站在後面两个的位置靠走道,左手边隔着一个走道坐着含脉脉,路悠然戴着耳机,音乐开很大声,耳机里窜出音乐只要近距离都能一起听到歌曲。

「即将到站。」公车司机开着麦克风提醒乘客。

开始有人要下车的骚动好像很挤,路悠然旁靠窗的位子有个略壮的男子要下车,恰好正在停红灯车所有人顺着公车的幅度晃动。

同时男子直接坐在自己的腿上不是跌倒,路悠然一脸错愕,大吼且试图要推开他,这个恶男他没有要移开的意思,死皮赖脸的持续坐着。

羞耻心以及自尊心此时狠狠地被践踏,精神一崩,害怕的情绪满到她快哭出声。

男子对上含脉脉的视线,没有羞耻心痞痞看着她说:「想被坐是不是?」

听到的当下整个含脉脉理智线直接断开,说:「性骚扰特别刑法第二十五条,意图性骚扰,趁人不及抗拒触摸行为,处十年以下有期徒刑、拘役或科或并科五十万元以下罚金。

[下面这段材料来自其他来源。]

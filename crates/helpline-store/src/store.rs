//! [`ChatStore`] — high-level facade over the pool and repositories.
//!
//! All policy the spec assigns to the store lives here: idempotent session
//! creation, closed-session rejection, atomic per-session sequence
//! assignment, and transition validation. Repositories stay row-level.

use helpline_core::{ChatMessage, ChatSession, ParticipantRole, SenderKind, SessionId, SessionStatus};
use rusqlite::TransactionBehavior;
use tracing::{debug, instrument};

use crate::connection::ConnectionPool;
use crate::errors::{Result, StoreError};
use crate::repositories::{MessageRepo, SessionRepo};
use crate::row_types::{MessageRow, SessionRow};

pub use crate::repositories::session::ListSessionsOptions as SessionFilter;

/// Durable record of sessions and messages.
pub struct ChatStore {
    pool: ConnectionPool,
}

impl ChatStore {
    /// Create a store over an already-migrated pool.
    pub fn new(pool: ConnectionPool) -> Self {
        Self { pool }
    }

    /// Create a session for `owner`, or return their existing non-closed one.
    ///
    /// Idempotent: exactly one non-closed session may exist per identity, so
    /// repeated creates return the same `session_id`. A customer whose only
    /// session is closed gets a fresh one.
    #[instrument(skip(self))]
    pub fn create_session(&self, owner: i64) -> Result<ChatSession> {
        let mut conn = self.pool.get()?;
        let tx = conn.transaction_with_behavior(TransactionBehavior::Immediate)?;
        let row = if let Some(existing) = SessionRepo::get_open_by_owner(&tx, owner)? {
            debug!(owner, session_id = %existing.public_id, "returning existing open session");
            existing
        } else {
            let created = SessionRepo::create(&tx, owner)?;
            debug!(owner, session_id = %created.public_id, "session created");
            created
        };
        tx.commit()?;
        session_from_row(row)
    }

    /// Fetch a session by external id.
    pub fn get_session(&self, session_id: &SessionId) -> Result<ChatSession> {
        let conn = self.pool.get()?;
        let row = SessionRepo::get_by_public_id(&conn, session_id.as_str())?
            .ok_or_else(|| StoreError::SessionNotFound(session_id.as_str().to_owned()))?;
        session_from_row(row)
    }

    /// Append a message, assigning the next per-session sequence id.
    ///
    /// Fails with [`StoreError::SessionNotFound`] for unknown sessions and
    /// [`StoreError::InvalidState`] when the session is closed. The sequence
    /// read and insert share an immediate transaction, so concurrent appends
    /// on the same session can never observe the same `MAX(seq)`.
    #[instrument(skip(self, body), fields(session_id = %session_id))]
    pub fn append_message(
        &self,
        session_id: &SessionId,
        sender_kind: SenderKind,
        sender_identity: Option<i64>,
        body: &str,
    ) -> Result<ChatMessage> {
        let mut conn = self.pool.get()?;
        let tx = conn.transaction_with_behavior(TransactionBehavior::Immediate)?;
        let session = SessionRepo::get_by_public_id(&tx, session_id.as_str())?
            .ok_or_else(|| StoreError::SessionNotFound(session_id.as_str().to_owned()))?;
        let status = parse_status(&session)?;
        if !status.is_open() {
            return Err(StoreError::InvalidState {
                session_id: session.public_id,
                status,
                operation: "append",
            });
        }
        let row = MessageRepo::append(&tx, session.id, sender_kind, sender_identity, body)?;
        let _ = SessionRepo::touch(&tx, session.id)?;
        tx.commit()?;
        debug!(seq = row.seq, "message appended");
        message_from_row(row, session_id.clone())
    }

    /// List a session's messages ascending by sequence id.
    ///
    /// With `since_seq`, returns only messages with a strictly greater
    /// sequence number — the reconnect catch-up query.
    pub fn list_messages(
        &self,
        session_id: &SessionId,
        since_seq: Option<i64>,
    ) -> Result<Vec<ChatMessage>> {
        let conn = self.pool.get()?;
        let session = SessionRepo::get_by_public_id(&conn, session_id.as_str())?
            .ok_or_else(|| StoreError::SessionNotFound(session_id.as_str().to_owned()))?;
        let rows = MessageRepo::list_since(&conn, session.id, since_seq)?;
        rows.into_iter()
            .map(|row| message_from_row(row, session_id.clone()))
            .collect()
    }

    /// Mark messages authored by the opposing role as read.
    ///
    /// System messages address both parties and are marked by either reader.
    /// Returns the number of messages updated (0 is a legal no-op).
    #[instrument(skip(self), fields(session_id = %session_id))]
    pub fn mark_read(&self, session_id: &SessionId, reader: ParticipantRole) -> Result<usize> {
        let conn = self.pool.get()?;
        let session = SessionRepo::get_by_public_id(&conn, session_id.as_str())?
            .ok_or_else(|| StoreError::SessionNotFound(session_id.as_str().to_owned()))?;
        let kinds = [reader.opposing().sender_kind(), SenderKind::System];
        MessageRepo::mark_read(&conn, session.id, &kinds)
    }

    /// Transition a session's status, optionally assigning an admin.
    ///
    /// Fails with [`StoreError::InvalidTransition`] for any change the state
    /// machine disallows (including closing an already-closed session).
    #[instrument(skip(self), fields(session_id = %session_id))]
    pub fn set_status(
        &self,
        session_id: &SessionId,
        status: SessionStatus,
        assigned_admin: Option<i64>,
    ) -> Result<ChatSession> {
        let mut conn = self.pool.get()?;
        let tx = conn.transaction_with_behavior(TransactionBehavior::Immediate)?;
        let session = SessionRepo::get_by_public_id(&tx, session_id.as_str())?
            .ok_or_else(|| StoreError::SessionNotFound(session_id.as_str().to_owned()))?;
        let from = parse_status(&session)?;
        if !from.can_transition_to(status) {
            return Err(StoreError::InvalidTransition { from, to: status });
        }
        let _ = SessionRepo::set_status(&tx, session.id, status, assigned_admin)?;
        let updated = SessionRepo::get_by_public_id(&tx, session_id.as_str())?
            .ok_or_else(|| StoreError::SessionNotFound(session_id.as_str().to_owned()))?;
        tx.commit()?;
        debug!(from = %from, to = %status, "status changed");
        session_from_row(updated)
    }

    /// List sessions, newest-updated first, with optional filters.
    pub fn list_sessions(&self, filter: &SessionFilter) -> Result<Vec<ChatSession>> {
        let conn = self.pool.get()?;
        let rows = SessionRepo::list(&conn, filter)?;
        rows.into_iter().map(session_from_row).collect()
    }
}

」

这一吼,车上的所有乘客的喝斥男子,女司机立刻报警且男子被活活抓住。

含脉脉赶紧拉住她的手,离开这慌乱的公车下车往前走。

爱情产生的原因千奇百怪,撞上一个含脉脉若有所思的眼神,如同坠入冰窟的人生低谷拉住一双温暖的手,合适的嵌入路悠然心中的缺口。

「谢谢。」停下脚步後她对含脉脉说了声。

含着眼泪的眼珠子努力的死撑着,没有说话,直到自己的眼泪夺眶而出。

眼泪的灼烫感让自己发觉心底是多麽麽的不安定,含脉脉轻轻抱着她,一份安定的力量像是哄着孩子拍拍的背。

自己很容易哭但是不喜欢哭。

这个城市不允许女孩脆弱,要有肩膀来承担每件重责,还得擦乾眼泪假装都没发生过。

城市人流的寂寞吞噬让理智迷失,尽管艳阳高照,可是她一点都不强。

出自於内心,她成为了拉住路悠然的那个人。

如果说真的有救赎感这种感动,路悠然想大概是这麽一回事;像有温度的棉花缓缓的塞入自己的心里填得温暖发光的,缺角的被修补,不平的被安抚。

前方的绿灯从黄灯转为红灯,路悠然踩了煞车後说:「如果他对我有意思就不会逼我去催他稿了。」

「说不定是想见到你吧。」

「含脉脉你知道吗?」

「嗯?」

「我有时候真的很想把你的嘴堵住。」

「宪法第四十二条,言论自由为人民之基本权利,国家应给予最大限度之维护,俾其实现自我、沟通意见、追求真理。」

一听路悠然头又更痛了,不晓得她脑子里除了一大堆的法条外是不是没有其他东西了。

「到了,快给我滚下车。」

「路悠然。」含脉脉抿着唇,一脸冤的表情看她,「你变了。」

「再多嘴一句你就自己回去。」

她拉开车门,赌气的说:「哼,不载就不载。」

这表情让路悠然好气又好笑,和高中彼此的个性、说话的语气有很大的不同,在那时的含脉脉总是筑高自己心墙,想踏入就被挡在外,事过境迁後才终於看见她现在的模样。

下车後的含脉脉打开手机的地图,前方就是市中心的酒店了。

还未走到门口就传来吵杂的声音,她加快脚步,是一为男子在外头吼叫,而外头的保全人员正在全力阻挡。